Fact versus fiction is a scary line to smear for the sake of business. I suggest doctors, diabetes educators, and patients review the facts today and compare it to the propaganda in the 80s. There is no suppressing the truth!

The discovery of insulin, in 1922, was a breakthrough in the treatment of diabetes and it produced a remarkable increase in the life expectancy of diabetic patients. Animal-derived insulins have been used to treat people with diabetes since insulin was first discovered and continuously subjected to various purification technologies. In 1973, Novo produced a purer type of insulin, called monocomponent insulin. This set a new standard in purity. In 1982, Human Monocomponent was the world's first insulin preparation identical to human insulin. It was actually pig insulin, modified by enzymes, to appear identical to human insulin.

When Novo tried to introduce monocomponent insulin into the USA, Lilly fought back with 'human' Humulin insulin. Before Humulin insulin became available, insulin had been produced from animal sources, pigs and cows. It is believed by some that the animal insulin provided the diabetic with better awareness of hypos, and it is certainly true that the long-acting animal insulin such as Ultralente are longer-acting than their 'human' equivalents. The fact that both pig and cow differ from human insulin by certain amino acids (1 in pig and 3 in cow) has lead the majority of physicians to recommend 'human' insulin. 'Animal' insulin became increasingly hard to find, particularly in the USA (see This Little Piggy Left the Market).

In the late 1990s Eli Lilly developed Lispro, brand name Humalog.
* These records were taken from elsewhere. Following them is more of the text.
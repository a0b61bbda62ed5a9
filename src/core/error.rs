//! Error types for the logging pipeline

use std::path::PathBuf;

pub type Result<T> = std::result::Result<T, LoggerError>;

#[derive(Debug, thiserror::Error)]
pub enum LoggerError {
    /// A mode was enabled but its `log.<mode>` section is absent
    #[error("failed to get config section {section}")]
    MissingSection { section: String },

    /// The parent directory of a log file could not be created
    #[error("failed to create log directory {path:?}")]
    CreateDirectory {
        path: PathBuf,
        #[source]
        source: std::io::Error,
    },

    /// The file handler could not be initialized
    #[error("failed to initialize file handler for '{path}': {message}")]
    FileHandlerInit {
        path: String,
        message: String,
        #[source]
        source: Option<std::io::Error>,
    },

    /// The syslog connection could not be established
    #[error("failed to create syslog handler for '{address}': {message}")]
    SyslogInit { address: String, message: String },

    /// A mode's sink could not be constructed; aborts the load
    #[error("failed to initialize log mode '{mode}': {source}")]
    SinkConstruction {
        mode: String,
        #[source]
        source: Box<LoggerError>,
    },

    /// File rotation error
    #[error("file rotation failed for '{path}': {message}")]
    FileRotation { path: String, message: String },

    /// A write, reload or close was attempted on a closed sink
    #[error("sink '{sink}' is closed")]
    Closed { sink: String },

    /// IO error with context
    #[error("IO error while {operation}: {source}")]
    IoOperation {
        operation: String,
        #[source]
        source: std::io::Error,
    },

    /// Generic IO error
    #[error("IO error: {0}")]
    IoError(#[from] std::io::Error),

    /// JSON serialization error
    #[error("JSON error: {0}")]
    JsonError(#[from] serde_json::Error),

    /// Invalid configuration with details
    #[error("invalid configuration for {component}: {message}")]
    InvalidConfiguration { component: String, message: String },

    /// Generic error
    #[error("{0}")]
    Other(String),
}

impl LoggerError {
    pub fn missing_section(section: impl Into<String>) -> Self {
        LoggerError::MissingSection {
            section: section.into(),
        }
    }

    pub fn create_directory(path: impl Into<PathBuf>, source: std::io::Error) -> Self {
        LoggerError::CreateDirectory {
            path: path.into(),
            source,
        }
    }

    pub fn file_handler(path: impl Into<String>, message: impl Into<String>) -> Self {
        LoggerError::FileHandlerInit {
            path: path.into(),
            message: message.into(),
            source: None,
        }
    }

    pub fn file_handler_io(
        path: impl Into<String>,
        message: impl Into<String>,
        source: std::io::Error,
    ) -> Self {
        LoggerError::FileHandlerInit {
            path: path.into(),
            message: message.into(),
            source: Some(source),
        }
    }

    pub fn syslog(address: impl Into<String>, message: impl Into<String>) -> Self {
        LoggerError::SyslogInit {
            address: address.into(),
            message: message.into(),
        }
    }

    pub fn sink_construction(mode: impl Into<String>, source: LoggerError) -> Self {
        LoggerError::SinkConstruction {
            mode: mode.into(),
            source: Box::new(source),
        }
    }

    pub fn file_rotation(path: impl Into<String>, message: impl Into<String>) -> Self {
        LoggerError::FileRotation {
            path: path.into(),
            message: message.into(),
        }
    }

    pub fn closed(sink: impl Into<String>) -> Self {
        LoggerError::Closed { sink: sink.into() }
    }

    pub fn io_operation(operation: impl Into<String>, source: std::io::Error) -> Self {
        LoggerError::IoOperation {
            operation: operation.into(),
            source,
        }
    }

    /// Create an invalid configuration error
    pub fn config(component: impl Into<String>, message: impl Into<String>) -> Self {
        LoggerError::InvalidConfiguration {
            component: component.into(),
            message: message.into(),
        }
    }

    /// Create a generic error
    pub fn other<S: Into<String>>(msg: S) -> Self {
        LoggerError::Other(msg.into())
    }
}
//! Log entry structure

use super::log_context::KeyValues;
use super::log_level::LogLevel;
use chrono::{DateTime, Utc};
use serde::ser::{Serialize, SerializeMap, Serializer};

/// One structured event on its way to a sink.
///
/// `fields` holds everything after `level` and `msg`: the logger name, the
/// logger's constant context and the call arguments, in that order.
#[derive(Debug, Clone)]
pub struct LogEntry {
    pub level: LogLevel,
    pub message: String,
    pub fields: KeyValues,
    pub timestamp: DateTime<Utc>,
}

impl LogEntry {
    /// Sanitize log message to prevent log injection attacks
    ///
    /// Replaces newlines, carriage returns, and tabs with escape sequences
    /// to prevent attackers from injecting fake log entries.
    fn sanitize_message(message: &str) -> String {
        message
            .replace('\n', "\\n")
            .replace('\r', "\\r")
            .replace('\t', "\\t")
    }

    pub fn new(level: LogLevel, message: impl AsRef<str>) -> Self {
        Self {
            level,
            message: Self::sanitize_message(message.as_ref()),
            fields: KeyValues::new(),
            timestamp: Utc::now(),
        }
    }

    #[must_use]
    pub fn with_fields(mut self, fields: KeyValues) -> Self {
        self.fields = fields;
        self
    }

    /// The `logger` field, if the entry was emitted through a named logger
    pub fn logger(&self) -> Option<String> {
        self.fields.get("logger").map(ToString::to_string)
    }
}

impl Serialize for LogEntry {
    fn serialize<S: Serializer>(&self, serializer: S) -> Result<S::Ok, S::Error> {
        let mut map = serializer.serialize_map(Some(self.fields.len() + 2))?;
        map.serialize_entry("level", self.level.to_str())?;
        map.serialize_entry("msg", &self.message)?;
        for (key, value) in self.fields.iter() {
            map.serialize_entry(key, value)?;
        }
        map.end()
    }
}
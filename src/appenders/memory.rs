//! In-memory capture of formatted log lines

use crate::core::{Appender, Formatter, LogEntry, OutputFormat, Result};
use parking_lot::Mutex;
use std::io::Write;
use std::sync::Arc;

/// A cloneable, thread-safe byte buffer implementing `Write`.
///
/// All clones share the same buffer.
#[derive(Debug, Clone, Default)]
pub struct MemoryWriter {
    buffer: Arc<Mutex<Vec<u8>>>,
}

impl MemoryWriter {
    pub fn new() -> Self {
        Self::default()
    }

    pub fn contents(&self) -> String {
        String::from_utf8_lossy(&self.buffer.lock()).into_owned()
    }

    pub fn lines(&self) -> Vec<String> {
        self.contents().lines().map(str::to_string).collect()
    }

    pub fn clear(&self) {
        self.buffer.lock().clear();
    }
}

impl Write for MemoryWriter {
    fn write(&mut self, buf: &[u8]) -> std::io::Result<usize> {
        self.buffer.lock().extend_from_slice(buf);
        Ok(buf.len())
    }

    fn flush(&mut self) -> std::io::Result<()> {
        Ok(())
    }
}

/// Appender keeping every formatted line in a [`MemoryWriter`]
pub struct MemoryAppender {
    name: String,
    formatter: Formatter,
    writer: MemoryWriter,
}

impl MemoryAppender {
    pub fn new(name: impl Into<String>, format: OutputFormat) -> Self {
        Self {
            name: name.into(),
            formatter: format.formatter(false),
            writer: MemoryWriter::new(),
        }
    }

    /// A handle to the captured output
    pub fn writer(&self) -> MemoryWriter {
        self.writer.clone()
    }
}

impl Appender for MemoryAppender {
    fn append(&self, entry: &LogEntry) -> Result<()> {
        let mut line = self.formatter.format(entry);
        line.push('\n');
        self.writer.buffer.lock().extend_from_slice(line.as_bytes());
        Ok(())
    }

    fn name(&self) -> &str {
        &self.name
    }
}
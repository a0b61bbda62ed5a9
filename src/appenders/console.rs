//! Console appender implementation

use crate::core::{Appender, Formatter, LogEntry, OutputFormat, Result};
use parking_lot::Mutex;
use std::io::{IsTerminal, Write};

/// Writes one line per event to standard output (or an injected writer).
///
/// Console output has neither close nor reload capability.
pub struct ConsoleAppender {
    formatter: Formatter,
    writer: Mutex<Box<dyn Write + Send>>,
}

impl ConsoleAppender {
    /// Standard output; `Console` format colorizes only on a terminal.
    pub fn stdout(format: OutputFormat) -> Self {
        let stdout = std::io::stdout();
        let to_terminal = stdout.is_terminal();
        Self {
            formatter: format.formatter(to_terminal),
            writer: Mutex::new(Box::new(stdout)),
        }
    }

    /// Any writer, treated as a non-terminal destination
    pub fn with_writer<W: Write + Send + 'static>(format: OutputFormat, writer: W) -> Self {
        Self {
            formatter: format.formatter(false),
            writer: Mutex::new(Box::new(writer)),
        }
    }

    pub fn formatter(&self) -> Formatter {
        self.formatter
    }
}

impl Default for ConsoleAppender {
    fn default() -> Self {
        Self::stdout(OutputFormat::Console)
    }
}

impl Appender for ConsoleAppender {
    fn append(&self, entry: &LogEntry) -> Result<()> {
        let mut output = self.formatter.format(entry);
        output.push('\n');

        let mut writer = self.writer.lock();
        writer.write_all(output.as_bytes())?;
        Ok(())
    }

    fn flush(&self) -> Result<()> {
        self.writer.lock().flush()?;
        Ok(())
    }

    fn name(&self) -> &str {
        "console"
    }
}
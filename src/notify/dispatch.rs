use crate::models::{DeliveryStatus, NewOutboxMessage};
use crate::notify::traits::{Email, Mailer};
use crate::store::OutboxStore;
use std::sync::Arc;
use tracing::{info, warn};
use uuid::Uuid;

/// Result of a single best-effort delivery
#[derive(Debug, Clone, PartialEq)]
pub enum Delivery {
    Sent { outbox_id: Option<Uuid> },
    /// Delivery failed; the outbox row, if any, is left for the relay
    Failed {
        outbox_id: Option<Uuid>,
        error: String,
    },
}

impl Delivery {
    pub fn is_sent(&self) -> bool {
        matches!(self, Self::Sent { .. })
    }
}

/// Records each email in the outbox and makes one delivery attempt
///
/// Nothing here returns an error: callers report success regardless, and a
/// failed send stays observable in the outbox.
pub struct Dispatcher<S: ?Sized, M: ?Sized> {
    outbox: Arc<S>,
    mailer: Arc<M>,
}

impl<S: ?Sized, M: ?Sized> Clone for Dispatcher<S, M> {
    fn clone(&self) -> Self {
        Self {
            outbox: Arc::clone(&self.outbox),
            mailer: Arc::clone(&self.mailer),
        }
    }
}

impl<S, M> Dispatcher<S, M>
where
    S: OutboxStore + ?Sized,
    M: Mailer + ?Sized,
{
    pub fn new(outbox: Arc<S>, mailer: Arc<M>) -> Self {
        Self { outbox, mailer }
    }

    pub async fn dispatch(&self, email: Email) -> Delivery {
        let outbox_id = match self
            .outbox
            .enqueue_email(NewOutboxMessage {
                recipient: email.to.clone(),
                subject: email.subject.clone(),
                html: email.html.clone(),
                status: DeliveryStatus::Pending,
                attempts: 0,
            })
            .await
        {
            Ok(message) => Some(message.id),
            Err(e) => {
                warn!(to = %email.to, error = %e, "Failed to record email in outbox, sending anyway");
                None
            }
        };

        match self.mailer.send(&email).await {
            Ok(()) => {
                info!(to = %email.to, subject = %email.subject, mailer = self.mailer.name(), "Email sent");
                if let Some(id) = outbox_id {
                    if let Err(e) = self.outbox.mark_email_sent(id, 1).await {
                        warn!(outbox_id = %id, error = %e, "Failed to mark outbox email as sent");
                    }
                }
                Delivery::Sent { outbox_id }
            }
            Err(e) => {
                let error = e.to_string();
                warn!(to = %email.to, subject = %email.subject, error = %error, "Failed to send email notification");
                if let Some(id) = outbox_id {
                    if let Err(e) = self.outbox.mark_email_failed(id, 1, &error).await {
                        warn!(outbox_id = %id, error = %e, "Failed to record email failure in outbox");
                    }
                }
                Delivery::Failed { outbox_id, error }
            }
        }
    }
}
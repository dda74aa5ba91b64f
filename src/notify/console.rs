use crate::error::NotifyError;
use crate::notify::templates::html_to_text;
use crate::notify::traits::{Email, Mailer};
use async_trait::async_trait;
use tracing::info;

/// Mailer that logs emails instead of sending them
///
/// Used when no send-email endpoint is configured.
#[derive(Debug, Clone, Default)]
pub struct ConsoleMailer;

impl ConsoleMailer {
    pub fn new() -> Self {
        Self
    }
}

#[async_trait]
impl Mailer for ConsoleMailer {
    async fn send(&self, email: &Email) -> Result<(), NotifyError> {
        info!(
            to = %email.to,
            subject = %email.subject,
            "📧 Email (development mode)\n{}",
            html_to_text(&email.html)
        );
        Ok(())
    }

    fn name(&self) -> &'static str {
        "console"
    }
}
This was approved for prescription use in the UK and the US by 1996. This insulin has a shorter activity curve than Regular. This means it can be injected closer to the meal time, even after it. Studies have shown that it does not improve control as measured by long-term indicators (Hba1c), but that it does decrease the number of hypos. Glargine, brand name Lantus, was approved for use in the US in 2004. It has become widely touted as better than other long-acting insulins because it has a plateau effect on glucose control that lasts for approximately 24 hours. Some people find it acts a little shorter (and some doctors don't believe that's possible!) So there you have it - the short and sweet version of the history of insulin. I strongly suggest anyone who wishes to fill the spaces between the discovery in 1922 and present day to pickup The Discovery of Insulin (Michael Bliss). I welcome all comments to fill-in the pivotal details I've failed to include.